Exercise aim: Return only the line containing "of admin handlers." and each line after it, exactly as written, through the end of the records.

Saved entries:
- - -

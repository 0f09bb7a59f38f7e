//! Mapping of core errors onto HTTP responses.

use axum::Json;
use axum::http::StatusCode;
use axum::response::{IntoResponse, Response};
use mailwarm_core::Error;
use serde::Serialize;

#[derive(Debug, Serialize)]
struct ErrorBody {
    error: String,
}

/// Error returned by admin handlers.
#[derive(Debug)]
pub struct ApiError {
    status: StatusCode,
    message: String,
}

impl ApiError {
    pub fn new(status: StatusCode, message: impl Into<String>) -> Self {
        Self {
            status,
            message: message.into(),
        }
    }

    pub fn unauthorized() -> Self {
        Self::new(StatusCode::UNAUTHORIZED, "Unauthorized")
    }
}

impl From<Error> for ApiError {
    fn from(error: Error) -> Self {
        let status = match &error {
            Error::InboxNotFound(_) | Error::PeerNotFound(_) => StatusCode::NOT_FOUND,
            Error::InvalidInput(_) => StatusCode::BAD_REQUEST,
            Error::EmptyPool | Error::Transport(_) | Error::Storage(_) => {
                tracing::error!(error = %error, "request failed");
                StatusCode::INTERNAL_SERVER_ERROR
            }
        };
        Self::new(status, error.to_string())
    }
}

impl IntoResponse for ApiError {
    fn into_response(self) -> Response {
        (
            self.status,
            Json(ErrorBody {
                error: self.message,
            }),
        )
            .into_response()
    }
}

/// Result type of admin handlers.
pub type ApiResult<T> = Result<T, ApiError>;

- - -

Exercise response:
/// Result type of admin handlers.
pub type ApiResult<T> = Result<T, ApiError>;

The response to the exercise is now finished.